Friday, April 04, 2003

File tests and Directory operations (S&P -- Chapters 11 and 12)

The script below, when run on one of the CS machines will generate a file in the current directory named course.html which contains all the 3710 course notes in a single web page.

There are, however, a few problems with the generated file:

It is quite large (nearly 1/3 of a megabyte, at the current time of writing) so it may take a web browser a while to render it (it consists of about 125 pages when printed).
It is not strictly HTML compliant (there is no DOCTYPE line for example).
The links to the code samples will not work correctly.
The style sheet file is not present. Therefore, amongst other problems, the code samples will be displayed underlined in most browsers.

Despite the above shortcomings, the script demonstrates many new features in Perl that we have not seen yet. In particular, it demonstrates the use of file tests, some directory operations, extracting user information from the password file, file globbing, and the special variable $/.


#!/usr/bin/perl -w

use strict;

my $output = "course.html";
die "File '$output' exists!" if -e $output;
open OUT, "> $output" or die "Cannot open '$output': $!\n";

print OUT "<html>\n<body>";

defined(my $dir = (getpwnam("donald"))[7]) or die "No such user!";

$dir .= "/.www/comp3710/diary/2003";
die "No such directory '$dir'" if ! -d $dir;

chdir $dir or die "Cannot change to '$dir': $!\n";

undef $/;

for (glob "*/*/index.html") {
	if (! -r) {
		print "File $_ is not readable.";
		last;
	} elsif (! -s) {
		print "File $_ is empty.";
		next;
	}
	open HTML, $_ or die "Cannot open file '$_': $!\n";
	my ($html) = (<HTML> =~ m{<body>(.*)</body>}s);
	close HTML;
	print OUT $html;
}
print OUT "</body>\n</html>";
close OUT;

One of the very first thing we do is open a file, (course.html) for output. This file will contain all the HTML course notes. Before the file is opened, we make sure that it doesn't already exist. To do so we use the file test operator -e and specify the filename as the operand. This operator will return a true value if the specified file name exists.
After the output file has been successfully opened for output, we write a couple of minimal html header lines to it. Remember that there is no comma after the file handle (which is OUT in the code above.
The script then gets my home directory by consulting the password file. The getpwnam function accepts a user name and returns an array of ten elements which represent various user attributes (do a perdoc -f getpwnam for more information), the eighth of which is the directory. So we can extract the eighth element by enclosing the call the getpwname in parenthesis and applying the array indexing operator to it.
We then append the subdirectory to my home directory to get the directory containing all the diary entries. We then use the -d file test on the resulting string to make sure that the string represents a valid directory on the file system. If so, then we chang to that directory using the chdir perl function. If changing to the directory fails, then we will terminate the script with an appropriate error message (that includes contents of the special variable that indicates why the chdir function failed).
If the chdir function success, we then undefine the input record separator variable (undef $/). The input record separator determines the delimiter to use when doing input using the input operator < ... >. The input record separator is set to newline by default, therefore the input operator will do input a line at a time, as we have already seen. By undeffing the separator, we are telling perl that the input operator should input everything. This is not always a wise thing to do, especially if everything consists of a 20 gigabyte file. However, as we will see below, it makes the extraction of the relevant HTML portions of our diary files easier.
For more information on the input record separator (and for information on all of perl's ``special variables,'' check out the perlvar man page.
We then start our for loop giving it the expression glob "*/*/index.html. The glob function will return a list of all the files that match the specified glob pattern.
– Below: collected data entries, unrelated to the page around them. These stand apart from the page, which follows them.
//! OpenAI-compatible LLM backend.
//!
//! Works with any OpenAI-compatible chat completions API including:
//! - OpenRouter (default)
//! - OpenAI API
//! - Gemini's OpenAI compatibility endpoint
//! - Ollama / vLLM for local development

use std::time::Duration;

use async_trait::async_trait;
use reqwest::{header, Client, StatusCode};
use serde::{Deserialize, Serialize};

use super::traits::*;
use crate::config::AssistConfig;

/// Default OpenRouter endpoint.
pub const OPENROUTER_BASE_URL: &str = "https://openrouter.ai/api/v1";

/// OpenAI-compatible backend.
pub struct OpenAiBackend {
    client: Client,
    base_url: String,
    api_key: Option<String>,
    model: String,
}

impl OpenAiBackend {
    /// Create a new OpenAI-compatible backend.
    pub fn new(
        base_url: impl Into<String>,
        model: impl Into<String>,
        api_key: Option<String>,
    ) -> Result<Self, LlmError> {
        Self::with_timeout(base_url, model, api_key, None)
    }

    fn with_timeout(
        base_url: impl Into<String>,
        model: impl Into<String>,
        api_key: Option<String>,
        timeout: Option<Duration>,
    ) -> Result<Self, LlmError> {
        let mut headers = header::HeaderMap::new();
        headers.insert(
            header::CONTENT_TYPE,
            header::HeaderValue::from_static("application/json"),
        );

        let mut builder = Client::builder().default_headers(headers);
        if let Some(timeout) = timeout {
            builder = builder.timeout(timeout);
        }
        let client = builder
            .build()
            .map_err(|e| LlmError::Unavailable(format!("Failed to create HTTP client: {}", e)))?;

        Ok(Self {
            client,
            base_url: base_url.into().trim_end_matches('/').to_string(),
            api_key,
            model: model.into(),
        })
    }

    /// Create a backend for OpenRouter.
    pub fn openrouter(model: &str, api_key: impl Into<String>) -> Result<Self, LlmError> {
        Self::new(OPENROUTER_BASE_URL, model, Some(api_key.into()))
    }

    /// Create a backend pointing to Ollama.
    pub fn ollama(model: &str) -> Result<Self, LlmError> {
        Self::new("http://localhost:11434/v1", model, None)
    }

    /// Create a backend from assist configuration.
    pub fn from_config(config: &AssistConfig) -> Result<Self, LlmError> {
        Self::with_timeout(
            config.base_url.clone(),
            config.model.clone(),
            config.api_key.clone(),
            Some(Duration::from_millis(config.timeout_ms)),
        )
    }

    /// Build the request URL.
    fn chat_completions_url(&self) -> String {
        format!("{}/chat/completions", self.base_url)
    }

    /// Build authorization header if API key is set.
    fn auth_header(&self) -> Option<String> {
        self.api_key.as_ref().map(|k| format!("Bearer {}", k))
    }
}

/// OpenAI chat completion request body.
#[derive(Debug, Serialize)]
struct ChatRequest {
    model: String,
    messages: Vec<ChatMessage>,
    #[serde(skip_serializing_if = "Option::is_none")]
    max_tokens: Option<u32>,
    #[serde(skip_serializing_if = "Option::is_none")]
    temperature: Option<f32>,
    stream: bool,
}

#[derive(Debug, Serialize)]
struct ChatMessage {
    role: &'static str,
    content: String,
}

/// OpenAI chat completion response.
#[derive(Debug, Deserialize)]
struct ChatResponse {
    choices: Vec<Choice>,
    usage: Option<UsageResponse>,
}

#[derive(Debug, Deserialize)]
struct Choice {
    message: MessageResponse,
    finish_reason: Option<String>,
}

#[derive(Debug, Deserialize)]
struct MessageResponse {
    content: Option<String>,
}

#[derive(Debug, Deserialize)]
struct UsageResponse {
    prompt_tokens: u32,
    completion_tokens: u32,
}

fn role_name(role: MessageRole) -> &'static str {
    match role {
        MessageRole::System => "system",
        MessageRole::User => "user",
        MessageRole::Assistant => "assistant",
    }
}

#[async_trait]
impl LlmBackend for OpenAiBackend {
    fn id(&self) -> &str {
        &self.model
    }

    async fn is_available(&self) -> bool {
        let url = format!("{}/models", self.base_url);
        let mut request = self.client.get(&url);

        if let Some(auth) = self.auth_header() {
            request = request.header(header::AUTHORIZATION, auth);
        }

        request
            .send()
            .await
            .map(|r| r.status().is_success())
            .unwrap_or(false)
    }

    async fn complete(&self, request: CompletionRequest) -> Result<CompletionResponse, LlmError> {
        let mut messages: Vec<ChatMessage> = Vec::new();

        if let Some(system) = &request.system_prompt {
            messages.push(ChatMessage {
                role: "system",
                content: system.clone(),
            });
        }

        for msg in &request.messages {
            messages.push(ChatMessage {
                role: role_name(msg.role),
                content: msg.content.clone(),
            });
        }

        let chat_request = ChatRequest {
            model: self.model.clone(),
            messages,
            max_tokens: request.max_tokens,
            temperature: request.temperature,
            stream: false,
        };

        let mut http_request = self.client.post(self.chat_completions_url());

        if let Some(auth) = self.auth_header() {
            http_request = http_request.header(header::AUTHORIZATION, auth);
        }

        tracing::debug!(model = %self.model, "Sending chat completion request");

        let response = http_request
            .json(&chat_request)
            .send()
            .await
            .map_err(|e| LlmError::NetworkError(e.to_string()))?;

        let status = response.status();
        if !status.is_success() {
            let retry_after_ms = response
                .headers()
                .get(header::RETRY_AFTER)
                .and_then(|v| v.to_str().ok())
                .and_then(|v| v.trim().parse::<u64>().ok())
                .map(|secs| secs.saturating_mul(1000));
            let body = response.text().await.unwrap_or_default();

            tracing::warn!(model = %self.model, status = %status, "Chat completion rejected");

            return Err(match status {
                StatusCode::UNAUTHORIZED | StatusCode::FORBIDDEN => {
                    LlmError::Unauthorized(format!("HTTP {}: {}", status, body))
                }
                StatusCode::TOO_MANY_REQUESTS => LlmError::RateLimited { retry_after_ms },
                _ => LlmError::RequestFailed(format!("HTTP {}: {}", status, body)),
            });
        }

        let chat_response: ChatResponse = response
            .json()
            .await
            .map_err(|e| LlmError::ParseError(e.to_string()))?;

        let choice = chat_response
            .choices
            .into_iter()
            .next()
            .ok_or_else(|| LlmError::ParseError("No choices in response".to_string()))?;

        let content = choice.message.content.unwrap_or_default();

        let finish_reason = match choice.finish_reason.as_deref() {
            Some("length") => FinishReason::Length,
            Some("content_filter") => FinishReason::ContentFilter,
            _ => FinishReason::Stop,
        };

        let usage = chat_response
            .usage
            .map(|u| Usage {
                prompt_tokens: u.prompt_tokens,
                completion_tokens: u.completion_tokens,
            })
            .unwrap_or_default();

        Ok(CompletionResponse {
            content,
            finish_reason,
            usage,
        })
    }
}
The first two asterisks will match all the months and days subdirectories in the diary directory. The index.html, of course, will match each actual diary file itself. Note that we could have used the glob pattern:
```
for (glob "$dir/*/*/index.html") {
```
for our for loop. This would make the call to chdir unnecessary, but at the same time would make the lengths of each scalar inside the list a fair bit longer.
Inside the while loop we perform a couple of more file tests to make sure that the file is readable -r and is of non-zero size ! -s. The file test operators will use the default variable, but you have to be careful when doing this (see p. 162 of S&P). Note that perl uses elsif and not else if, the latter actually causes a sytax error in perl. Also note that if we encounter a file that we cannot read, we print out an error message and terminate the for loop using the last operator. This operator is similar to break in C and C++. If, however, the file is empty, the next operator is used which will skip over the rest of the loop body and move to the next file in the globbed list.
We then open the HTML file for read (note that open does not use $_ by default, so we have to specify it explicitly.) If the open succeeds, then we execute the somewhat crytpic command:
```
my ($html) = (<HTML> =~ m{<body>(.*)</body>}s);
```
We can break this statement down into a few steps:
1. First, we use the input operator (<HTML>) to do input from the file we just opened. Remember that because we undeffed the input record separator, this will input the entire contents of the file.
2. We then take all this input and match it against the regular expression m{<body>(.*)</body>}s. This will match the body of the HTML file and will save the body (without the two delimiters). Note that we use the s option modifier for the regular expression. This will cause the . character to match any character including the newline character. (Remember that dot does not match newline by default).
3. We then perform the outer-most assignment:
```
	my ($html) = result of match
```
  Because the variable $html is enclosed in parenthesis, the assignment is going to take place in array context. When interpreted in array context, the result of a match will be a list containing all the substrings that were matched by the ``capturing'' parenthesis in the regular expression. When interpreted in scalar context, the result of the match would be simply true or false. Because we want to get the substring matched by the (.*) regular expression, we must do this assignment in array context. As a result of this assignment, $html will be equal to the text delimited by the <body;>... </body;> tags in the HTML file. If we instead had written:
```
	my $html = result of match
```
  Then $html will be set to 1 and the generated output would not be what we expected.
At the end of the for loop body, we close the HTML file and print its extracted body to the output file.
Finally, at the end of the for loop body, we close
After all the files have been processed, we output an appropriate HTML footer and close the output file. If the program died before we had a change to close the output file (for example, if we couldn't change to the diary directory), then perl will close the output file that we had opened for us, flushing any pending output to the file. Perl will also close a file automatically if you attempt to re-open its HANDLE.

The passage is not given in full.